EXCERPTED DATA =

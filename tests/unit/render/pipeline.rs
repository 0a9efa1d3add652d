use std::sync::Arc;

use super::*;
use crate::{
    compile::instructions::build_video_composition,
    composition::model::{Composition, RenderLayer},
    composition::source::{ImageSource, Source},
    foundation::core::{Fps, Size, TimeRange},
    render::compositor::NoFrames,
    render::context::RenderSettings,
    render::pool::PoolOpts,
};

fn secs(s: i64) -> MediaTime {
    MediaTime::from_secs(s)
}

fn range(start: i64, end: i64) -> TimeRange {
    TimeRange::from_start_end(secs(start), secs(end)).unwrap()
}

fn solid_image(px: [u8; 4]) -> Arc<dyn Source> {
    Arc::new(ImageSource::from_texture(Texture::solid(4, 4, px).unwrap()).unwrap())
}

// Two frames per second; red on [0, 1), gap on [1, 2), blue on [2, 3).
fn two_clips() -> VideoComposition {
    let mut comp = Composition::new(Size::new(4, 4), Fps::new(2, 1).unwrap());
    comp.layers = vec![
        RenderLayer::from_source(range(0, 1), solid_image([255, 0, 0, 255])).shared(),
        RenderLayer::from_source(range(2, 3), solid_image([0, 0, 255, 255])).shared(),
    ];
    build_video_composition(&comp).unwrap()
}

fn frames(start: u64, end: u64) -> FrameRange {
    FrameRange::new(FrameIndex(start), FrameIndex(end)).unwrap()
}

#[test]
fn render_frame_at_clears_outside_the_timeline() {
    let ctx = RenderContext::default();
    let vc = two_clips();
    let mut out = Texture::solid(4, 4, [1, 2, 3, 255]).unwrap();
    let outcome = render_frame_at(&ctx, &vc, secs(10), &NoFrames, &mut out);
    assert_eq!(outcome, FrameOutcome::Cleared);
    assert!(out.data().iter().all(|&b| b == 0));
}

#[test]
fn render_frame_at_aborts_on_undrawable_output() {
    let ctx = RenderContext::default();
    let vc = two_clips();
    let mut out = Texture::detached_placeholder();
    let outcome = render_frame_at(&ctx, &vc, secs(10), &NoFrames, &mut out);
    assert_eq!(outcome, FrameOutcome::Aborted);
    assert!(!outcome.is_valid());
}

#[test]
fn sequential_render_covers_clips_and_gaps() {
    let ctx = RenderContext::default();
    let vc = two_clips();
    let (out, stats) =
        render_frames(&ctx, &vc, frames(0, 6), &NoFrames, &RenderThreading::default()).unwrap();
    assert_eq!(out.len(), 6);
    assert_eq!(out[0].pixel(1, 1), [255, 0, 0, 255]);
    assert_eq!(out[1].pixel(1, 1), [255, 0, 0, 255]);
    assert_eq!(out[2].pixel(1, 1), [0, 0, 0, 0]);
    assert_eq!(out[4].pixel(1, 1), [0, 0, 255, 255]);
    assert_eq!(stats.frames_total, 6);
    assert_eq!(stats.frames_composited, 4);
    assert_eq!(stats.frames_cleared, 2);
    assert_eq!(stats.frames_aborted, 0);
    assert_eq!(stats.layers_drawn, 4);
}

#[test]
fn parallel_render_matches_sequential() {
    let ctx = RenderContext::default();
    let vc = two_clips();
    let (seq, seq_stats) =
        render_frames(&ctx, &vc, frames(0, 6), &NoFrames, &RenderThreading::default()).unwrap();
    let threading = RenderThreading {
        parallel: true,
        chunk_size: 4,
        threads: Some(2),
    };
    let (par, par_stats) = render_frames(&ctx, &vc, frames(0, 6), &NoFrames, &threading).unwrap();
    assert_eq!(seq_stats, par_stats);
    assert_eq!(seq.len(), par.len());
    for (a, b) in seq.iter().zip(par.iter()) {
        assert_eq!(a.data(), b.data());
    }
}

#[test]
fn rendered_frames_can_be_recycled_into_the_pool() {
    let ctx = RenderContext::default();
    let vc = two_clips();
    let (out, _) =
        render_frames(&ctx, &vc, frames(0, 2), &NoFrames, &RenderThreading::default()).unwrap();
    assert_eq!(ctx.pool().stats().leased_textures, 0);
    for tex in out {
        ctx.pool().recycle(tex);
    }
    let before = ctx.pool().stats().alloc_textures;
    let _ = render_frames(&ctx, &vc, frames(0, 1), &NoFrames, &RenderThreading::default()).unwrap();
    assert_eq!(ctx.pool().stats().alloc_textures, before);
}

fn budgeted_context(frames: usize) -> RenderContext {
    RenderContext::new(RenderSettings {
        pool: PoolOpts {
            max_leased_bytes: Some(frames * 4 * 4 * 4),
            ..PoolOpts::default()
        },
        ..RenderSettings::default()
    })
}

#[test]
fn exhausted_budget_aborts_frames_without_failing_the_range() {
    let ctx = budgeted_context(1);
    let vc = two_clips();
    let held = ctx.pool().request_texture(4, 4).unwrap();
    for threading in [
        RenderThreading::default(),
        RenderThreading {
            parallel: true,
            chunk_size: 2,
            threads: Some(4),
        },
    ] {
        let (out, stats) = render_frames(&ctx, &vc, frames(0, 6), &NoFrames, &threading).unwrap();
        assert_eq!(out.len(), 6);
        assert_eq!(stats.frames_total, 6);
        assert_eq!(stats.frames_aborted, 6);
        assert_eq!(stats.frames_composited, 0);
        assert!(out.iter().all(|t| !t.is_drawable()));
    }
    drop(held);
    assert_eq!(ctx.pool().stats().leased_textures, 0);
}

#[test]
fn parallel_render_under_a_tight_budget_keeps_every_frame_slot() {
    let ctx = budgeted_context(2);
    let vc = two_clips();
    let threading = RenderThreading {
        parallel: true,
        chunk_size: 64,
        threads: Some(8),
    };
    let (out, stats) = render_frames(&ctx, &vc, frames(0, 240), &NoFrames, &threading).unwrap();
    assert_eq!(out.len(), 240);
    assert_eq!(stats.frames_total, 240);
    assert_eq!(
        stats.frames_composited + stats.frames_cleared + stats.frames_aborted,
        240
    );
    let undrawable = out.iter().filter(|t| !t.is_drawable()).count() as u64;
    assert_eq!(undrawable, stats.frames_aborted);
    assert_eq!(ctx.pool().stats().leased_textures, 0);
}

#[test]
fn zero_threads_and_empty_ranges_are_rejected() {
    let ctx = RenderContext::default();
    let vc = two_clips();
    let threading = RenderThreading {
        parallel: true,
        chunk_size: 0,
        threads: Some(0),
    };
    assert!(render_frames(&ctx, &vc, frames(0, 2), &NoFrames, &threading).is_err());
    assert!(
        render_frames(&ctx, &vc, frames(3, 3), &NoFrames, &RenderThreading::default()).is_err()
    );
}

#[test]
fn chunk_size_zero_is_normalized() {
    assert_eq!(normalized_chunk_size(0), 1);
    assert_eq!(normalized_chunk_size(16), 16);
}
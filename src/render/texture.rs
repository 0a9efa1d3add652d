use crate::foundation::{
    core::Size,
    error::{LaminaError, LaminaResult},
};

/// Pixel layout of a [`Texture`].
#[derive(Clone, Copy, Debug, PartialEq, Eq, Hash, serde::Serialize, serde::Deserialize)]
pub enum PixelFormat {
    /// Premultiplied RGBA, 8 bits per channel. The only drawable format.
    Rgba8Premul,
    /// Single 8-bit channel (luma plane).
    R8,
    /// Two interleaved 8-bit channels (chroma plane, Cb then Cr).
    Rg8,
}

impl PixelFormat {
    /// Bytes per pixel.
    pub fn bytes_per_pixel(self) -> usize {
        match self {
            Self::Rgba8Premul => 4,
            Self::R8 => 1,
            Self::Rg8 => 2,
        }
    }
}

/// How textures are sampled when their texels do not land on destination pixel centers.
#[derive(Clone, Copy, Debug, Default, PartialEq, Eq, serde::Serialize, serde::Deserialize)]
pub enum SamplingMode {
    /// Nearest texel.
    Nearest,
    /// Bilinear filtering of premultiplied texels.
    #[default]
    Bilinear,
}

/// CPU render target.
#[derive(Clone, Debug, PartialEq, Eq)]
pub struct Texture {
    width: u32,
    height: u32,
    format: PixelFormat,
    data: Vec<u8>,
}

fn byte_len(width: u32, height: u32, format: PixelFormat) -> LaminaResult<usize> {
    (width as usize)
        .checked_mul(height as usize)
        .and_then(|v| v.checked_mul(format.bytes_per_pixel()))
        .ok_or_else(|| LaminaError::validation("texture size overflow"))
}

impl Texture {
    /// Zero-filled texture.
    pub fn new(width: u32, height: u32, format: PixelFormat) -> LaminaResult<Self> {
        if width == 0 || height == 0 {
            return Err(LaminaError::validation("texture dimensions must be > 0"));
        }
        let len = byte_len(width, height, format)?;
        Ok(Self {
            width,
            height,
            format,
            data: vec![0; len],
        })
    }

    /// Wrap existing bytes; `data` must match `width * height * bpp`.
    pub fn from_bytes(
        width: u32,
        height: u32,
        format: PixelFormat,
        data: Vec<u8>,
    ) -> LaminaResult<Self> {
        if width == 0 || height == 0 {
            return Err(LaminaError::validation("texture dimensions must be > 0"));
        }
        if data.len() != byte_len(width, height, format)? {
            return Err(LaminaError::validation(format!(
                "texture data length {} does not match {width}x{height} {format:?}",
                data.len()
            )));
        }
        Ok(Self {
            width,
            height,
            format,
            data,
        })
    }

    /// Premultiply a straight-alpha image.
    pub fn from_rgba_image(image: &image::RgbaImage) -> LaminaResult<Self> {
        let mut data = image.as_raw().clone();
        for px in data.chunks_exact_mut(4) {
            let a = u16::from(px[3]);
            for c in &mut px[..3] {
                *c = crate::foundation::math::mul_div255_u8(u16::from(*c), a);
            }
        }
        Self::from_bytes(image.width(), image.height(), PixelFormat::Rgba8Premul, data)
    }

    /// Solid premultiplied fill.
    pub fn solid(width: u32, height: u32, px: [u8; 4]) -> LaminaResult<Self> {
        let mut tex = Self::new(width, height, PixelFormat::Rgba8Premul)?;
        for d in tex.data.chunks_exact_mut(4) {
            d.copy_from_slice(&px);
        }
        Ok(tex)
    }

    /// Zero-sized stand-in left behind when a pooled texture is moved out of its lease.
    pub(crate) fn detached_placeholder() -> Self {
        Self {
            width: 0,
            height: 0,
            format: PixelFormat::Rgba8Premul,
            data: Vec::new(),
        }
    }

    /// Width in pixels.
    pub fn width(&self) -> u32 {
        self.width
    }

    /// Height in pixels.
    pub fn height(&self) -> u32 {
        self.height
    }

    /// Dimensions.
    pub fn size(&self) -> Size {
        Size::new(self.width, self.height)
    }

    /// Pixel layout.
    pub fn format(&self) -> PixelFormat {
        self.format
    }

    /// Raw bytes, row-major, no padding.
    pub fn data(&self) -> &[u8] {
        &self.data
    }

    /// Mutable raw bytes.
    pub fn data_mut(&mut self) -> &mut [u8] {
        &mut self.data
    }

    /// Consume into raw bytes.
    pub fn into_data(self) -> Vec<u8> {
        self.data
    }

    /// Whether the blend stage can write into this texture.
    pub fn is_drawable(&self) -> bool {
        self.format == PixelFormat::Rgba8Premul
            && self.width > 0
            && self.height > 0
            && byte_len(self.width, self.height, self.format).ok() == Some(self.data.len())
    }

    /// Fully transparent (all-zero) contents.
    pub fn clear(&mut self) {
        self.data.fill(0);
    }

    /// Copy every byte of `src`; dimensions and format must match.
    pub fn copy_from(&mut self, src: &Texture) -> LaminaResult<()> {
        if self.width != src.width || self.height != src.height || self.format != src.format {
            return Err(LaminaError::evaluation(
                "copy_from expects textures of identical size and format",
            ));
        }
        self.data.copy_from_slice(&src.data);
        Ok(())
    }

    /// RGBA pixel at `(x, y)`; transparent outside the texture.
    pub fn pixel(&self, x: i64, y: i64) -> [u8; 4] {
        if self.format != PixelFormat::Rgba8Premul
            || x < 0
            || y < 0
            || x >= i64::from(self.width)
            || y >= i64::from(self.height)
        {
            return [0, 0, 0, 0];
        }
        let idx = ((y as usize) * (self.width as usize) + (x as usize)) * 4;
        [
            self.data[idx],
            self.data[idx + 1],
            self.data[idx + 2],
            self.data[idx + 3],
        ]
    }

    /// Channel bytes of a plane pixel with coordinates clamped to the edge.
    pub(crate) fn plane_texel(&self, x: i64, y: i64) -> &[u8] {
        let bpp = self.format.bytes_per_pixel();
        let x = x.clamp(0, i64::from(self.width) - 1) as usize;
        let y = y.clamp(0, i64::from(self.height) - 1) as usize;
        let idx = (y * (self.width as usize) + x) * bpp;
        &self.data[idx..idx + bpp]
    }

    /// Sample at texel-space position `(x, y)`, where texel centers sit at `i + 0.5`.
    pub fn sample(&self, x: f64, y: f64, mode: SamplingMode) -> [u8; 4] {
        match mode {
            SamplingMode::Nearest => self.pixel(x.floor() as i64, y.floor() as i64),
            SamplingMode::Bilinear => self.sample_bilinear(x, y),
        }
    }

    fn sample_bilinear(&self, x: f64, y: f64) -> [u8; 4] {
        let fx = x - 0.5;
        let fy = y - 0.5;
        let x0 = fx.floor();
        let y0 = fy.floor();
        let mut tx = fx - x0;
        let mut ty = fy - y0;
        // Snap near-integer positions so identity mappings reproduce texels exactly.
        if tx < 1e-6 {
            tx = 0.0;
        } else if tx > 1.0 - 1e-6 {
            tx = 1.0;
        }
        if ty < 1e-6 {
            ty = 0.0;
        } else if ty > 1.0 - 1e-6 {
            ty = 1.0;
        }
        let (x0, y0) = (x0 as i64, y0 as i64);
        let clamp_x = |v: i64| v.clamp(0, i64::from(self.width) - 1);
        let clamp_y = |v: i64| v.clamp(0, i64::from(self.height) - 1);

        let p00 = self.pixel(clamp_x(x0), clamp_y(y0));
        let p10 = self.pixel(clamp_x(x0 + 1), clamp_y(y0));
        let p01 = self.pixel(clamp_x(x0), clamp_y(y0 + 1));
        let p11 = self.pixel(clamp_x(x0 + 1), clamp_y(y0 + 1));

        let mut out = [0u8; 4];
        for c in 0..4 {
            let top = f64::from(p00[c]) * (1.0 - tx) + f64::from(p10[c]) * tx;
            let bottom = f64::from(p01[c]) * (1.0 - tx) + f64::from(p11[c]) * tx;
            out[c] = (top * (1.0 - ty) + bottom * ty).round().clamp(0.0, 255.0) as u8;
        }
        out
    }
}

#[cfg(test)]
#[path = "../../tests/unit/render/texture.rs"]
mod tests;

TASK TO COMPLETE = Everything above from the line containing "pub fn clear(&mut" down to the line containing "to the edge." should be copied exactly, both end lines included, and nothing else.

OUTPUT FOR THIS TASK =
    pub fn clear(&mut self) {
        self.data.fill(0);
    }

    /// Copy every byte of `src`; dimensions and format must match.
    pub fn copy_from(&mut self, src: &Texture) -> LaminaResult<()> {
        if self.width != src.width || self.height != src.height || self.format != src.format {
            return Err(LaminaError::evaluation(
                "copy_from expects textures of identical size and format",
            ));
        }
        self.data.copy_from_slice(&src.data);
        Ok(())
    }

    /// RGBA pixel at `(x, y)`; transparent outside the texture.
    pub fn pixel(&self, x: i64, y: i64) -> [u8; 4] {
        if self.format != PixelFormat::Rgba8Premul
            || x < 0
            || y < 0
            || x >= i64::from(self.width)
            || y >= i64::from(self.height)
        {
            return [0, 0, 0, 0];
        }
        let idx = ((y as usize) * (self.width as usize) + (x as usize)) * 4;
        [
            self.data[idx],
            self.data[idx + 1],
            self.data[idx + 2],
            self.data[idx + 3],
        ]
    }

    /// Channel bytes of a plane pixel with coordinates clamped to the edge.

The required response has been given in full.